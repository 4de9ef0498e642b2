use std::sync::Arc;
use std::sync::atomic::{AtomicBool, Ordering};

use rayon::prelude::*;

use crate::{
    foundation::core::{Canvas, Rgb8},
    foundation::error::{MorphError, MorphResult},
    foundation::math::Fnv1a64,
    mesh::triangulate::TriangleMesh,
    morph::barycentric::EdgeRule,
    morph::interpolate::{interpolate_points, validate_t},
    morph::rasterize::{RasterStats, WarpSources, rasterize_mesh},
    points::correspondence::{CorrespondenceSet, MorphPoints},
    render::frame::RasterImage,
};

/// Number of intermediate frames to render between the source and target bookends.
#[derive(Clone, Copy, Debug, PartialEq, Eq)]
pub struct MorphRequest {
    intermediate_frames: u32,
}

impl MorphRequest {
    pub fn new(intermediate_frames: u32) -> MorphResult<Self> {
        if intermediate_frames < 1 {
            return Err(MorphError::invalid_parameter(
                "intermediate frame count must be >= 1",
            ));
        }
        Ok(Self {
            intermediate_frames,
        })
    }

    pub fn intermediate_frames(self) -> u32 {
        self.intermediate_frames
    }

    /// `t = i / (n + 1)` for intermediate frame `i` in `1..=n`; strictly inside `(0, 1)`.
    pub fn t_at(self, i: u32) -> f64 {
        f64::from(i) / (f64::from(self.intermediate_frames) + 1.0)
    }

    pub fn t_values(self) -> impl Iterator<Item = f64> {
        (1..=self.intermediate_frames).map(move |i| self.t_at(i))
    }
}

/// Frame- and triangle-level parallelism settings.
#[derive(Clone, Debug)]
pub struct RenderThreading {
    /// Render intermediate frames concurrently.
    pub parallel: bool,
    /// Frames per parallel chunk; cancellation and progress are also observed per chunk.
    pub chunk_size: usize,
    /// Worker count for the rayon pool (rayon's default when unset).
    pub threads: Option<usize>,
    /// Horizontal bands per frame, each rasterized by one task.
    pub row_bands: usize,
}

impl RenderThreading {
    /// `threads == Some(0)` is rejected whether or not a pool is needed.
    pub fn validate(&self) -> MorphResult<()> {
        if self.threads == Some(0) {
            return Err(MorphError::invalid_parameter(
                "render threading 'threads' must be >= 1 when set",
            ));
        }
        Ok(())
    }
}

impl Default for RenderThreading {
    fn default() -> Self {
        Self {
            parallel: false,
            chunk_size: 16,
            threads: None,
            row_bands: 1,
        }
    }
}

#[derive(Clone, Debug)]
pub struct MorphOptions {
    /// Fill color of every intermediate frame before triangles are drawn.
    pub background: Rgb8,
    pub edge_rule: EdgeRule,
    pub threading: RenderThreading,
}

impl Default for MorphOptions {
    fn default() -> Self {
        Self {
            background: Rgb8::WHITE,
            edge_rule: EdgeRule::default(),
            threading: RenderThreading::default(),
        }
    }
}

#[derive(Clone, Copy, Debug, Default, PartialEq, Eq)]
pub struct RenderStats {
    /// Frames in the output sequence, bookends included.
    pub frames_total: u64,
    /// Intermediate frames rasterized.
    pub frames_rendered: u64,
    /// Rasterization counters summed over all intermediate frames.
    pub raster: RasterStats,
}

/// Receives one notification per completed intermediate frame, in order.
pub trait ProgressObserver {
    fn on_frame(&mut self, completed: u32, total: u32);
}

impl<F: FnMut(u32, u32)> ProgressObserver for F {
    fn on_frame(&mut self, completed: u32, total: u32) {
        self(completed, total)
    }
}

/// Observer that ignores progress.
#[derive(Clone, Copy, Debug, Default)]
pub struct NoProgress;

impl ProgressObserver for NoProgress {
    fn on_frame(&mut self, _completed: u32, _total: u32) {}
}

/// Cooperative cancellation flag, checked once per frame boundary.
#[derive(Clone, Debug, Default)]
pub struct CancelToken(Arc<AtomicBool>);

impl CancelToken {
    pub fn new() -> Self {
        Self::default()
    }

    pub fn cancel(&self) {
        self.0.store(true, Ordering::Relaxed);
    }

    pub fn is_cancelled(&self) -> bool {
        self.0.load(Ordering::Relaxed)
    }
}

/// A complete morph: `[source, frame_1, ..., frame_n, target]`.
#[derive(Clone, Debug, PartialEq)]
pub struct FrameSequence {
    frames: Vec<RasterImage>,
    stats: RenderStats,
}

impl FrameSequence {
    pub fn frames(&self) -> &[RasterImage] {
        &self.frames
    }

    pub fn into_frames(self) -> Vec<RasterImage> {
        self.frames
    }

    pub fn len(&self) -> usize {
        self.frames.len()
    }

    pub fn is_empty(&self) -> bool {
        self.frames.is_empty()
    }

    pub fn stats(&self) -> RenderStats {
        self.stats
    }

    /// Order-sensitive digest of every frame; equal for bit-identical sequences.
    pub fn fingerprint(&self) -> u64 {
        let mut h = Fnv1a64::new_default();
        h.write_u64(self.frames.len() as u64);
        for frame in &self.frames {
            frame.hash_into(&mut h);
        }
        h.finish()
    }
}

/// Everything a render needs, owned by one request: the image pair, the frozen points and
/// the mesh built over the source points.
#[derive(Clone, Debug)]
pub struct MorphContext {
    source: RasterImage,
    target: RasterImage,
    points: MorphPoints,
    mesh: TriangleMesh,
}

impl MorphContext {
    pub fn new(
        source: RasterImage,
        target: RasterImage,
        points: MorphPoints,
        mesh: TriangleMesh,
    ) -> MorphResult<Self> {
        source.canvas().validate()?;
        if !source.is_well_formed() || !target.is_well_formed() {
            return Err(MorphError::validation(
                "source and target rasters must be non-empty with width * height * 3 bytes",
            ));
        }
        if source.canvas() != target.canvas() {
            return Err(MorphError::validation(format!(
                "source ({}x{}) and target ({}x{}) images must share dimensions",
                source.width, source.height, target.width, target.height
            )));
        }
        if mesh.is_empty() {
            return Err(MorphError::validation("mesh has no triangles"));
        }
        Ok(Self {
            source,
            target,
            points,
            mesh,
        })
    }

    /// Anchor the canvas corners, freeze the table and Delaunay-triangulate the source points.
    pub fn prepare(
        source: RasterImage,
        target: RasterImage,
        points: &CorrespondenceSet,
    ) -> MorphResult<Self> {
        let canvas: Canvas = source.canvas();
        canvas.validate()?;
        let mut points = points.clone();
        let added = points.ensure_corners(canvas);
        let frozen = points.freeze()?;
        let mesh = TriangleMesh::triangulate(frozen.source())?;
        tracing::debug!(
            points = frozen.len(),
            corners_added = added,
            triangles = mesh.len(),
            "prepared morph context"
        );
        Self::new(source, target, frozen, mesh)
    }

    pub fn source(&self) -> &RasterImage {
        &self.source
    }

    pub fn target(&self) -> &RasterImage {
        &self.target
    }

    pub fn points(&self) -> &MorphPoints {
        &self.points
    }

    pub fn mesh(&self) -> &TriangleMesh {
        &self.mesh
    }
}

#[derive(Clone, Copy, Debug, PartialEq, Eq)]
pub enum GeneratorState {
    Idle,
    Rendering { completed: u32, total: u32 },
    Complete,
    Failed,
}

/// Renders morph sequences from a [`MorphContext`].
///
/// Output depends only on the context, the options' edge rule and background, and the
/// request: threading settings never change pixels.
#[derive(Debug)]
pub struct FrameSequenceGenerator {
    ctx: MorphContext,
    opts: MorphOptions,
    state: GeneratorState,
}

impl FrameSequenceGenerator {
    pub fn new(ctx: MorphContext, opts: MorphOptions) -> Self {
        Self {
            ctx,
            opts,
            state: GeneratorState::Idle,
        }
    }

    pub fn state(&self) -> GeneratorState {
        self.state
    }

    pub fn context(&self) -> &MorphContext {
        &self.ctx
    }

    pub fn options(&self) -> &MorphOptions {
        &self.opts
    }

    /// Render a single frame at `t` in `[0, 1]`.
    pub fn render_frame(&self, t: f64) -> MorphResult<(RasterImage, RasterStats)> {
        validate_t(t)?;
        let (src, tgt) = (self.ctx.points.source(), self.ctx.points.target());
        let dest = interpolate_points(src, tgt, t)?;

        let mut frame = RasterImage::filled(
            self.ctx.source.width,
            self.ctx.source.height,
            self.opts.background,
        );
        let warp = WarpSources {
            source: &self.ctx.source,
            target: &self.ctx.target,
            t,
            edge_rule: self.opts.edge_rule,
        };
        let stats = rasterize_mesh(
            &mut frame,
            &self.ctx.mesh,
            src,
            tgt,
            &dest,
            &warp,
            self.opts.threading.row_bands,
        );
        tracing::debug!(
            t,
            drawn = stats.triangles_drawn,
            degenerate = stats.triangles_degenerate,
            out_of_range = stats.triangles_out_of_range,
            pixels = stats.pixels_written,
            "rendered frame"
        );
        Ok((frame, stats))
    }

    pub fn generate(&mut self, request: MorphRequest) -> MorphResult<FrameSequence> {
        self.generate_with(request, &mut NoProgress, None)
    }

    /// Render `[source, frame_1, ..., frame_n, target]`.
    ///
    /// Progress is reported once per intermediate frame. On error (including cancellation)
    /// the generator ends in [`GeneratorState::Failed`] and no frames are returned.
    #[tracing::instrument(skip(self, progress, cancel), fields(n = request.intermediate_frames))]
    pub fn generate_with(
        &mut self,
        request: MorphRequest,
        progress: &mut dyn ProgressObserver,
        cancel: Option<&CancelToken>,
    ) -> MorphResult<FrameSequence> {
        let total = request.intermediate_frames();
        self.state = GeneratorState::Rendering {
            completed: 0,
            total,
        };
        tracing::info!(
            total,
            triangles = self.ctx.mesh.len(),
            parallel = self.opts.threading.parallel,
            "morph render started"
        );

        match self.render_intermediates(request, progress, cancel) {
            Ok((intermediates, raster)) => {
                let mut frames = Vec::with_capacity(intermediates.len() + 2);
                frames.push(self.ctx.source.clone());
                frames.extend(intermediates);
                frames.push(self.ctx.target.clone());

                let seq = FrameSequence {
                    stats: RenderStats {
                        frames_total: frames.len() as u64,
                        frames_rendered: u64::from(total),
                        raster,
                    },
                    frames,
                };
                self.state = GeneratorState::Complete;
                tracing::info!(
                    frames = seq.len(),
                    fingerprint = format_args!("{:016x}", seq.fingerprint()),
                    "morph render complete"
                );
                Ok(seq)
            }
            Err(e) => {
                self.state = GeneratorState::Failed;
                tracing::warn!(error = %e, "morph render failed");
                Err(e)
            }
        }
    }

    fn render_intermediates(
        &mut self,
        request: MorphRequest,
        progress: &mut dyn ProgressObserver,
        cancel: Option<&CancelToken>,
    ) -> MorphResult<(Vec<RasterImage>, RasterStats)> {
        let total = request.intermediate_frames();
        let threading = self.opts.threading.clone();
        threading.validate()?;
        let needs_pool = threading.parallel || threading.row_bands > 1;
        let pool = if needs_pool {
            Some(build_thread_pool(threading.threads)?)
        } else {
            None
        };

        let mut out = Vec::with_capacity(total as usize);
        let mut raster = RasterStats::default();

        if !threading.parallel {
            for i in 1..=total {
                check_cancel(cancel, i - 1, total)?;
                let t = request.t_at(i);
                let (frame, stats) = match pool.as_ref() {
                    Some(pool) => pool.install(|| self.render_frame(t))?,
                    None => self.render_frame(t)?,
                };
                out.push(frame);
                raster.merge(&stats);
                self.advance(i, total, progress);
            }
            return Ok((out, raster));
        }

        let pool = match pool {
            Some(pool) => pool,
            None => build_thread_pool(threading.threads)?,
        };
        let chunk_size = normalized_chunk_size(threading.chunk_size);
        let mut chunk_start = 1u32;
        while chunk_start <= total {
            check_cancel(cancel, chunk_start - 1, total)?;
            let chunk_end = chunk_start.saturating_add(chunk_size - 1).min(total);

            let this = &*self;
            let rendered = pool.install(|| {
                (chunk_start..=chunk_end)
                    .into_par_iter()
                    .map(|i| {
                        check_cancel(cancel, chunk_start - 1, total)?;
                        this.render_frame(request.t_at(i))
                    })
                    .collect::<Vec<_>>()
            });

            for (offset, item) in rendered.into_iter().enumerate() {
                let (frame, stats) = item?;
                out.push(frame);
                raster.merge(&stats);
                self.advance(chunk_start + offset as u32, total, progress);
            }
            chunk_start = chunk_end + 1;
        }
        Ok((out, raster))
    }

    fn advance(&mut self, completed: u32, total: u32, progress: &mut dyn ProgressObserver) {
        self.state = GeneratorState::Rendering { completed, total };
        progress.on_frame(completed, total);
    }
}

fn check_cancel(cancel: Option<&CancelToken>, completed: u32, total: u32) -> MorphResult<()> {
    match cancel {
        Some(token) if token.is_cancelled() => Err(MorphError::Cancelled { completed, total }),
        _ => Ok(()),
    }
}

fn build_thread_pool(threads: Option<usize>) -> MorphResult<rayon::ThreadPool> {
    if let Some(n) = threads
        && n == 0
    {
        return Err(MorphError::invalid_parameter(
            "render threading 'threads' must be >= 1 when set",
        ));
    }

    let mut builder = rayon::ThreadPoolBuilder::new();
    if let Some(n) = threads {
        builder = builder.num_threads(n);
    }
    builder
        .build()
        .map_err(|e| MorphError::validation(format!("failed to build rayon thread pool: {e}")))
}

fn normalized_chunk_size(chunk_size: usize) -> u32 {
    chunk_size.clamp(1, u32::MAX as usize) as u32
}

#[cfg(test)]
#[path = "../../tests/unit/render/pipeline.rs"]
mod tests;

++++++++++

**Problem**
Give the number of lines in the material above where the word "triangulate" appears, without any other words.

**Answer space**
3